**Work instruction**
Your response should be a copy of each line in the listing below that includes the word "static".

**Given data**
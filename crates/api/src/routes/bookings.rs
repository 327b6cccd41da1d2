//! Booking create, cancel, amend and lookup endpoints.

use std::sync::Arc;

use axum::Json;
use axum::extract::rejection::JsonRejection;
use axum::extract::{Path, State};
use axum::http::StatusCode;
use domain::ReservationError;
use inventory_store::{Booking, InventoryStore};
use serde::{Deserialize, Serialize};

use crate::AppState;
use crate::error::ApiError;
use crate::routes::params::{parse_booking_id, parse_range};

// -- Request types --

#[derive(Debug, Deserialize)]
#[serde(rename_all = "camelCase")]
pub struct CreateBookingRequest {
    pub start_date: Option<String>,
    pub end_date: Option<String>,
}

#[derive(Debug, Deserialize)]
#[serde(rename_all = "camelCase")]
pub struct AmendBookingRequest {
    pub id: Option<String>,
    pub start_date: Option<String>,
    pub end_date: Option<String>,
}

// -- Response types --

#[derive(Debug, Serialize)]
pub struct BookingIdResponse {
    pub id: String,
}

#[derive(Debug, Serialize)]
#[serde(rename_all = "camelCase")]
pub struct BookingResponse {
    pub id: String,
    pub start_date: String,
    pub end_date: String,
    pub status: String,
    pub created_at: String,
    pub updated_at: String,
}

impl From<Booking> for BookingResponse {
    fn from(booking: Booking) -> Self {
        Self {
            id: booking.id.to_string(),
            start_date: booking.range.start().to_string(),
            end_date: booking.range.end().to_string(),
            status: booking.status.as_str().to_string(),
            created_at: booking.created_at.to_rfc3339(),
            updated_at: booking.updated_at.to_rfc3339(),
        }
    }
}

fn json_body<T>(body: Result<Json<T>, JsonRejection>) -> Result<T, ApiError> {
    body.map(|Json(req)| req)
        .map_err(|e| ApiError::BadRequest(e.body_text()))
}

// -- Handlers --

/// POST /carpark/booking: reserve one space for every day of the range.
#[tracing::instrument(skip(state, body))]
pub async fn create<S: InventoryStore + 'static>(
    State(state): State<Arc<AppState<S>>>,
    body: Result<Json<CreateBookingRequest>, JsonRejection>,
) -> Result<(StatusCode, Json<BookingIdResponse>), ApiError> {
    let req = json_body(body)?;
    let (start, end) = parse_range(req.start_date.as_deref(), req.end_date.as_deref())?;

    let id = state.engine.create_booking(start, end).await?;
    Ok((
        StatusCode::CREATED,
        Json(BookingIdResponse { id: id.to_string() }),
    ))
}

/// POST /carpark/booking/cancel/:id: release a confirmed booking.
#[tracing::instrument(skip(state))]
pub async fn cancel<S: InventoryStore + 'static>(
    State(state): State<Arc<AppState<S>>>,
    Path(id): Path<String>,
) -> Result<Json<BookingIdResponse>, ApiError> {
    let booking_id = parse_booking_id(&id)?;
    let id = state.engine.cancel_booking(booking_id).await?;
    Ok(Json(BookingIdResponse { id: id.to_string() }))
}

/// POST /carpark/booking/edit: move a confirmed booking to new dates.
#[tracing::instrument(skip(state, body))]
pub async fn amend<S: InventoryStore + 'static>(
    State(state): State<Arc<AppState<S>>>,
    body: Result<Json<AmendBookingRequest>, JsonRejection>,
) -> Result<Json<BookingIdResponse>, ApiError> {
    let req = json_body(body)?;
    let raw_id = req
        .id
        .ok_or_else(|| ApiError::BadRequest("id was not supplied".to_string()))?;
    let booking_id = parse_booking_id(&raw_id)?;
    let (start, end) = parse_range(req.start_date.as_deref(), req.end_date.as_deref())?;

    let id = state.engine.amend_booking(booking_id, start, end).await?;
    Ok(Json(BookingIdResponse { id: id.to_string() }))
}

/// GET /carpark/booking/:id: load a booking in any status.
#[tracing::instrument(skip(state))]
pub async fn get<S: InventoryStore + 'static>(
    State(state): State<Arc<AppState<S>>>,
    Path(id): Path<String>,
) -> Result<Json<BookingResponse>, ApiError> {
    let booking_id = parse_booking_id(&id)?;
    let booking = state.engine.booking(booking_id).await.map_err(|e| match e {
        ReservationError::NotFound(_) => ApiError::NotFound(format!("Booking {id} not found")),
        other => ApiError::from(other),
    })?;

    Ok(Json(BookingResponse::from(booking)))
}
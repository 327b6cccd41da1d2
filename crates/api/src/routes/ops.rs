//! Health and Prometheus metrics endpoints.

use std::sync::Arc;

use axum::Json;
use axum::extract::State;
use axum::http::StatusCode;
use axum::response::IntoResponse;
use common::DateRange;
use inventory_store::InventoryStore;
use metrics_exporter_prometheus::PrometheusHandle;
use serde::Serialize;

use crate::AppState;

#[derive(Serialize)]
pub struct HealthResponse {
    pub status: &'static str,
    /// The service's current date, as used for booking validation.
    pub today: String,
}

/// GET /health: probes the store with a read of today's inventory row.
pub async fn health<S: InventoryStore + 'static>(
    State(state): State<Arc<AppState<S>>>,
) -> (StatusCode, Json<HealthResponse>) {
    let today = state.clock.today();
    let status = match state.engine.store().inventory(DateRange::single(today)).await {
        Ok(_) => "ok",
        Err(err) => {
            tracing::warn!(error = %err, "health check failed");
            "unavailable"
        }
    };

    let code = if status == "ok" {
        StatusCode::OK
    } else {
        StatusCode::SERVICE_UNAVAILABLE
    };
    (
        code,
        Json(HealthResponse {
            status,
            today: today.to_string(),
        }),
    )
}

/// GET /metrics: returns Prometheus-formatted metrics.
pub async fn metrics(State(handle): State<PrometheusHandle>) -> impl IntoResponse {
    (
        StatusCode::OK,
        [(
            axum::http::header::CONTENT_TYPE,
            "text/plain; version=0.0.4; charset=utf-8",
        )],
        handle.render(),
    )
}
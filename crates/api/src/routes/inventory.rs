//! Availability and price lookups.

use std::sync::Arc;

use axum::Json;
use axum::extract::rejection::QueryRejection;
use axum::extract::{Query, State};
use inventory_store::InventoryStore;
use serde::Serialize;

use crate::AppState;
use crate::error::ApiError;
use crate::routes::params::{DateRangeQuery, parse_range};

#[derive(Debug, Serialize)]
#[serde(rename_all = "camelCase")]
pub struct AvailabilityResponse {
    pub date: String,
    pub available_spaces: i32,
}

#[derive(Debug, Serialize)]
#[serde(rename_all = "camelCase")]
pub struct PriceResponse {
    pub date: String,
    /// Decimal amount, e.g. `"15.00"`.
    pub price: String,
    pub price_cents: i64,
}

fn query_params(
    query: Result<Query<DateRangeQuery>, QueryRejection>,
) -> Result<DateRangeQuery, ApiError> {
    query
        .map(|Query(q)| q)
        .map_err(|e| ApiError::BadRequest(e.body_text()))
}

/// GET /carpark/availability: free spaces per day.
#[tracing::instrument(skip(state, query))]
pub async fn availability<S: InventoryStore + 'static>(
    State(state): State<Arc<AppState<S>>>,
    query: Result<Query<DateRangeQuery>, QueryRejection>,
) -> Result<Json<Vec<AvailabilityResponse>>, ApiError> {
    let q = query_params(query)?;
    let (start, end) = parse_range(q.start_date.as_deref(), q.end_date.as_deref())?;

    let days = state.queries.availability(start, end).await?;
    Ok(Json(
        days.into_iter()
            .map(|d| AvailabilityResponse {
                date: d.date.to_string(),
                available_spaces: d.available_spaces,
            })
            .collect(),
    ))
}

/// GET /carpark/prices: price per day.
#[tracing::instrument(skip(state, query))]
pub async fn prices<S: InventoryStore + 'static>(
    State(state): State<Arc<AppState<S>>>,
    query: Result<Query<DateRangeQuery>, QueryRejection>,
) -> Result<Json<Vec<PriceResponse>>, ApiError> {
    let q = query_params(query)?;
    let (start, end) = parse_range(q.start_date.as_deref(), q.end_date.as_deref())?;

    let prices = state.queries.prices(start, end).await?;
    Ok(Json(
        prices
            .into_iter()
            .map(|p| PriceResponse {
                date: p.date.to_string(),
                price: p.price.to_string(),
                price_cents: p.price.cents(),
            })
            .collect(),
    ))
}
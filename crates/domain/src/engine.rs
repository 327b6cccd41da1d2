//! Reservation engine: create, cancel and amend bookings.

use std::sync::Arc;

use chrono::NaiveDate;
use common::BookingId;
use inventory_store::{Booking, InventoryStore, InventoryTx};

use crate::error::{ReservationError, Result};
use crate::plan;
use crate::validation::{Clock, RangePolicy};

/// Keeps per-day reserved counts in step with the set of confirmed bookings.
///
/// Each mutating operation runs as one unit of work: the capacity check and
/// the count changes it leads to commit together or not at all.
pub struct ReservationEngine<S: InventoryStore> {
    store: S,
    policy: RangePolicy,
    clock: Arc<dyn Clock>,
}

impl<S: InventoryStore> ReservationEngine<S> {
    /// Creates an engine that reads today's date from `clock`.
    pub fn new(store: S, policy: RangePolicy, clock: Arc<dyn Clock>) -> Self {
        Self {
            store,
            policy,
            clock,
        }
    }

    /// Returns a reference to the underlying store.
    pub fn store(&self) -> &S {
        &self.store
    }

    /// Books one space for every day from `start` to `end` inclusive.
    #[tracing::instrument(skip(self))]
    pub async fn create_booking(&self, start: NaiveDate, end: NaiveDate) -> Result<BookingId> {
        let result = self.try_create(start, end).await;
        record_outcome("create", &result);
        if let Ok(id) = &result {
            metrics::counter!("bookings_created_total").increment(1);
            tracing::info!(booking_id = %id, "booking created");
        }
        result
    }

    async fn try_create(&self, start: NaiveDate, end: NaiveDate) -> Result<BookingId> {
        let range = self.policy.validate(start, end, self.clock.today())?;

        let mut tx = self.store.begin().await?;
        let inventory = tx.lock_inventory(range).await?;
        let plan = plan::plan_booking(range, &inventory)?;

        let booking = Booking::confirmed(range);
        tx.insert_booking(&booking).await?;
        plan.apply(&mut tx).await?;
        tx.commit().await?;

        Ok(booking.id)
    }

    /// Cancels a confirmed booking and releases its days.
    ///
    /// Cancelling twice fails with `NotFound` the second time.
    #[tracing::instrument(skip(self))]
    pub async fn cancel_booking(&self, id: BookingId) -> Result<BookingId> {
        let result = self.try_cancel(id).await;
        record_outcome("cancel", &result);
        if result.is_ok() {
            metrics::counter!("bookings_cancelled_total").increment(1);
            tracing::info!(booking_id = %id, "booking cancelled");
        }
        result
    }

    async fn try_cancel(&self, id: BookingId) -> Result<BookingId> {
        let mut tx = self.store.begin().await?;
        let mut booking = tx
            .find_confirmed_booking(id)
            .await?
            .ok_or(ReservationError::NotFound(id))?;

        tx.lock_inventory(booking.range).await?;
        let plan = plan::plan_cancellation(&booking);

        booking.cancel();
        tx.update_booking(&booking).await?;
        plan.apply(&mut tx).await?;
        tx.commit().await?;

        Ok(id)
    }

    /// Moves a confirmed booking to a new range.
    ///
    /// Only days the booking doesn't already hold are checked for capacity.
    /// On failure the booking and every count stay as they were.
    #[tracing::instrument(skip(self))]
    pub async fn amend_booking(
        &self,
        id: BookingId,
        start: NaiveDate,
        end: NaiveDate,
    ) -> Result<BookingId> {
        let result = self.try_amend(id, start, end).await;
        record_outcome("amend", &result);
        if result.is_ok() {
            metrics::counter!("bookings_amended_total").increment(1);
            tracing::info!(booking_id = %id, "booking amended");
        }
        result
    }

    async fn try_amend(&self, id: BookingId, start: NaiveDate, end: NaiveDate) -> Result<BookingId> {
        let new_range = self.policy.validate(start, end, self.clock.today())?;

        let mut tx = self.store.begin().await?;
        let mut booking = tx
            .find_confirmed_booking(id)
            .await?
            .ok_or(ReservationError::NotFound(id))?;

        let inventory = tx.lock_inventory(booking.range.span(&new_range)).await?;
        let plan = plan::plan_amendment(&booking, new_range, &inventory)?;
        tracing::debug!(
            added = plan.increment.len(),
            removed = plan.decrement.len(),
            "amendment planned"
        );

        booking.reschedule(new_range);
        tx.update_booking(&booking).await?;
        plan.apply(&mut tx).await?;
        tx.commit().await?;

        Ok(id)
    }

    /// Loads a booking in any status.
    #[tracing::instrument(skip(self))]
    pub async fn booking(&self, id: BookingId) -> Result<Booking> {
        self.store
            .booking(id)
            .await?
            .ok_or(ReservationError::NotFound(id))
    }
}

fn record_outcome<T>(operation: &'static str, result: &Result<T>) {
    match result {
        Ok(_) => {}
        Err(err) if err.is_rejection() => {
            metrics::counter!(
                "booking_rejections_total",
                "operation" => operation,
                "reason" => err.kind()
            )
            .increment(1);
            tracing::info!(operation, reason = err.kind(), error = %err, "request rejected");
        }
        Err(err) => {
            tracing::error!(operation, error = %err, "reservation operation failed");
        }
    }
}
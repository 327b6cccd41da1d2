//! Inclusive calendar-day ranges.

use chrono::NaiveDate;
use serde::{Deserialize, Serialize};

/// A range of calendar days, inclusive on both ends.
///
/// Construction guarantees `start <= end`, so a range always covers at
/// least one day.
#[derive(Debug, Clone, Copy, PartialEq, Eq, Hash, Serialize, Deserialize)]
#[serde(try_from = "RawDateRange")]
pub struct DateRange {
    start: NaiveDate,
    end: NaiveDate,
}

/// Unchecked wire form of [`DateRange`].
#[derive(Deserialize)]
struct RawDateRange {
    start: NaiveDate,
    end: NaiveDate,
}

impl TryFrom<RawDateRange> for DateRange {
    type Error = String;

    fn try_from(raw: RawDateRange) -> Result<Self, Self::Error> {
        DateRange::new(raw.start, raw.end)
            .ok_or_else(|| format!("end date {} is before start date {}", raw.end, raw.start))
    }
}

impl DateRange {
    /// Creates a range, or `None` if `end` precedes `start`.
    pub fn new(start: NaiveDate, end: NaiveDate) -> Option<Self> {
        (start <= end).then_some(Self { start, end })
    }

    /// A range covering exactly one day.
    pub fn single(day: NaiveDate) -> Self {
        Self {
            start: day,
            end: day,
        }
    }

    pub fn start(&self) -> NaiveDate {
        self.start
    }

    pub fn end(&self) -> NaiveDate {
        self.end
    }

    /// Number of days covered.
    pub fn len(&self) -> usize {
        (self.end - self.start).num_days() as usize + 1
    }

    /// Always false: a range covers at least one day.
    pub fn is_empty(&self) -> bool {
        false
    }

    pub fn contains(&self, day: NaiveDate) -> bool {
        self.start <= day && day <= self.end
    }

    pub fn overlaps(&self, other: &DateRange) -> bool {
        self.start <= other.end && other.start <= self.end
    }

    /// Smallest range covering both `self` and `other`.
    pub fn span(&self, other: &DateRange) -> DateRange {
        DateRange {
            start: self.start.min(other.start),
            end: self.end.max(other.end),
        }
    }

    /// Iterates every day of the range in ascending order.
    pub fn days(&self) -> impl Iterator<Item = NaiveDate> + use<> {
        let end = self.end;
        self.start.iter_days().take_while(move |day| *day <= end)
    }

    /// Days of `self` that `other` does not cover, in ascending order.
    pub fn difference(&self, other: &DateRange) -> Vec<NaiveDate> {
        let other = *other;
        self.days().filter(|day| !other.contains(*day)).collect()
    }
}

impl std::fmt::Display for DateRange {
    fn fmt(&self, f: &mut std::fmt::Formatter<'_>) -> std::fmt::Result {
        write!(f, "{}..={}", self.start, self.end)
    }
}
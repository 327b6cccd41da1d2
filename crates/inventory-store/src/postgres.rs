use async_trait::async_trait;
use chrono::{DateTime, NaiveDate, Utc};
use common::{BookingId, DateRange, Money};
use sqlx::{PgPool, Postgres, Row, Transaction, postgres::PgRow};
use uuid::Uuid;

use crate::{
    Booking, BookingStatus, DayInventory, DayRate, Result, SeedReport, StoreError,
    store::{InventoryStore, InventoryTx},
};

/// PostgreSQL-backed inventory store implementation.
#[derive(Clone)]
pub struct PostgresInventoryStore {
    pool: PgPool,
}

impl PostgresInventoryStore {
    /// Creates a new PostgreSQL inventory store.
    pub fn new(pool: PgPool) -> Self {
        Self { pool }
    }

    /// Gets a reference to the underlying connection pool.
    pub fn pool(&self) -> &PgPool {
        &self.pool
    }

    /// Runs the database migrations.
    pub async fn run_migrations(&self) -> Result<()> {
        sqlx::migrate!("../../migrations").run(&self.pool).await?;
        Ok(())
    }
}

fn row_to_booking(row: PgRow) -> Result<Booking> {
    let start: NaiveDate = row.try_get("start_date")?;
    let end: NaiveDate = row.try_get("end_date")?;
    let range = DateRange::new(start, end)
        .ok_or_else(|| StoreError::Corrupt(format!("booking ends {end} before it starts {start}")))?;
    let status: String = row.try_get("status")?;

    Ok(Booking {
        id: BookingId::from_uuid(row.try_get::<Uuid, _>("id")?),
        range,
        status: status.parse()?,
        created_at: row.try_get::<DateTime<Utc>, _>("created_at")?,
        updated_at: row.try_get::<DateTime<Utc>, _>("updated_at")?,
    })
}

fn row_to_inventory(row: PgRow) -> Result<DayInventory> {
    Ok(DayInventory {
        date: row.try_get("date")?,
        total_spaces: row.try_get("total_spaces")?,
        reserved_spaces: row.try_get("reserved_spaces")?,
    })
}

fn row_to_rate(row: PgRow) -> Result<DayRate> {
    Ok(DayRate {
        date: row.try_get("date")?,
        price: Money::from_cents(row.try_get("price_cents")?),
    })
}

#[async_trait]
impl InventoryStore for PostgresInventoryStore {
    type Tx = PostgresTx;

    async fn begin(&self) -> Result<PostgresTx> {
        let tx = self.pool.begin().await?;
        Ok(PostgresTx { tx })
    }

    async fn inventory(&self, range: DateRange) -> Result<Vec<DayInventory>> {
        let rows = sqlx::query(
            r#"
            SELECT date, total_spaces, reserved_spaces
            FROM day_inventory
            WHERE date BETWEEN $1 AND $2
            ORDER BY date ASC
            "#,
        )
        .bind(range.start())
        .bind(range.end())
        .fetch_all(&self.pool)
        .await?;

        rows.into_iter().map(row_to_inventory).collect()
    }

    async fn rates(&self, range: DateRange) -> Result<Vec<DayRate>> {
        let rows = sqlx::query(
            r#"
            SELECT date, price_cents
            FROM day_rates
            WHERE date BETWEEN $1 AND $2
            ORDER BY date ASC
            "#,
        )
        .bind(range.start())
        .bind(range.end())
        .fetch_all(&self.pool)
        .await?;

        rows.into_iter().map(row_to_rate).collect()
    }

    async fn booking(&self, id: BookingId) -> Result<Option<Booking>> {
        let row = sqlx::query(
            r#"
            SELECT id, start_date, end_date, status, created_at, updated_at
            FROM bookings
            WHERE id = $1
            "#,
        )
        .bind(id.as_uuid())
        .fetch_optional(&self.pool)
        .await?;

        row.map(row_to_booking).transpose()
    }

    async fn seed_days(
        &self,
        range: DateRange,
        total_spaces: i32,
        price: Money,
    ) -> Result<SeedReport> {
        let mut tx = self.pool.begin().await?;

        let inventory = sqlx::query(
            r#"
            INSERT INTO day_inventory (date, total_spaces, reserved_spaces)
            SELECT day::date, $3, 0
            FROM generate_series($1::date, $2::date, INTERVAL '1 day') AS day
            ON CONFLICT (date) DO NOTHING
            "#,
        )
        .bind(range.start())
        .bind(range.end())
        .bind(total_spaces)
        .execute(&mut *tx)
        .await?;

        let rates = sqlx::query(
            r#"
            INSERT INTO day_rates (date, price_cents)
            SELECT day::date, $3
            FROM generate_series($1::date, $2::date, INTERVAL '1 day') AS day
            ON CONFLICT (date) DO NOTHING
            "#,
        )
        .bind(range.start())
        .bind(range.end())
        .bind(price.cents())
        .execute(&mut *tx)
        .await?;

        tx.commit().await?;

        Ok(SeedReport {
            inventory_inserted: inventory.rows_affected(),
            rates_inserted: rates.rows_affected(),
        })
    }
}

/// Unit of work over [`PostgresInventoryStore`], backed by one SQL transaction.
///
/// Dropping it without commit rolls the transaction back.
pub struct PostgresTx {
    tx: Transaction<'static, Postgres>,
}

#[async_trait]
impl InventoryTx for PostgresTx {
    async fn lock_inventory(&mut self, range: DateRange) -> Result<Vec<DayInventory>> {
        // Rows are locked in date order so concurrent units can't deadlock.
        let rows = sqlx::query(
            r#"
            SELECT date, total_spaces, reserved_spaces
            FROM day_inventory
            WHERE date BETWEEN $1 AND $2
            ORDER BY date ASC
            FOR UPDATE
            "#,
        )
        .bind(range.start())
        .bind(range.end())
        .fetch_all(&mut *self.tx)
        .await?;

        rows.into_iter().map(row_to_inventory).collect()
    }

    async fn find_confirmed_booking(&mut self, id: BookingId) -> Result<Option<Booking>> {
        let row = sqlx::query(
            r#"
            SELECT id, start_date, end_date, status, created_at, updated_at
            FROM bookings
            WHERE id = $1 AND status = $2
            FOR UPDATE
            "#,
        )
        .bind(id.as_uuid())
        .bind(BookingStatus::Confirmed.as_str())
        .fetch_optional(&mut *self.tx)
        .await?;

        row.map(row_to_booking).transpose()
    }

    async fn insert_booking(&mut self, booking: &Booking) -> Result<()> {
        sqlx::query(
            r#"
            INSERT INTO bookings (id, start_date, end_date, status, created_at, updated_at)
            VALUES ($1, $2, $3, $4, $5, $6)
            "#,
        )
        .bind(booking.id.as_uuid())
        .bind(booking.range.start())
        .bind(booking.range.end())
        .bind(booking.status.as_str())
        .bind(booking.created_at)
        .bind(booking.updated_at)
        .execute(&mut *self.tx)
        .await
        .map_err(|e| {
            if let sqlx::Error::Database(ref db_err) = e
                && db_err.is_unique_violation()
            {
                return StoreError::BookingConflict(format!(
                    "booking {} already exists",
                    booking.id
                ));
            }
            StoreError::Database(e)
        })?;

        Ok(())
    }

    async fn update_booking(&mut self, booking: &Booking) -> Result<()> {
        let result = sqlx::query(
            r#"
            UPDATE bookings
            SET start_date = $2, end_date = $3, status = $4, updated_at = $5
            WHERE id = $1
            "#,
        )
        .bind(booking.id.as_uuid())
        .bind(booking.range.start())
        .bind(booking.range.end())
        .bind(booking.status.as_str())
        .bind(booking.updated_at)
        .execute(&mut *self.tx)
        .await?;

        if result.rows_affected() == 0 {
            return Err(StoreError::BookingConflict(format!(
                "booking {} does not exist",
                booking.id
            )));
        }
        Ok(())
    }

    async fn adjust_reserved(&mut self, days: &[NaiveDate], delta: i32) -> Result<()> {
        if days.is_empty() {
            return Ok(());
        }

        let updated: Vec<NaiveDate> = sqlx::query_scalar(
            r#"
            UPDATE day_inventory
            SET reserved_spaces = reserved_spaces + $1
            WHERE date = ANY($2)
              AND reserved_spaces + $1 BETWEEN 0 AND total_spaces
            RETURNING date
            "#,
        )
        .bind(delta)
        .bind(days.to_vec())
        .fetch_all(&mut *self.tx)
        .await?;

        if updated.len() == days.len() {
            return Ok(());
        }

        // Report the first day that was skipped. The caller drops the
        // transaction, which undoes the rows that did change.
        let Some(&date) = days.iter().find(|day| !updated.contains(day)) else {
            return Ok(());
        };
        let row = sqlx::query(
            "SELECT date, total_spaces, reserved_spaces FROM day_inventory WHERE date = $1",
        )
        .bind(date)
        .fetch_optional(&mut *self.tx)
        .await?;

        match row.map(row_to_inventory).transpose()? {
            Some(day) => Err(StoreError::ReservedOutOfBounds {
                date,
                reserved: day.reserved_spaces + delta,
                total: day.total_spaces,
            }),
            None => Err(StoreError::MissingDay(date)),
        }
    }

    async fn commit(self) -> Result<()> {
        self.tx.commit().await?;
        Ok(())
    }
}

**Response below**
pub async fn create<S: InventoryStore + 'static>(
pub async fn cancel<S: InventoryStore + 'static>(
pub async fn amend<S: InventoryStore + 'static>(
pub async fn get<S: InventoryStore + 'static>(
    pub status: &'static str,
pub async fn health<S: InventoryStore + 'static>(
pub async fn availability<S: InventoryStore + 'static>(
pub async fn prices<S: InventoryStore + 'static>(
fn record_outcome<T>(operation: &'static str, result: &Result<T>) {
    tx: Transaction<'static, Postgres>,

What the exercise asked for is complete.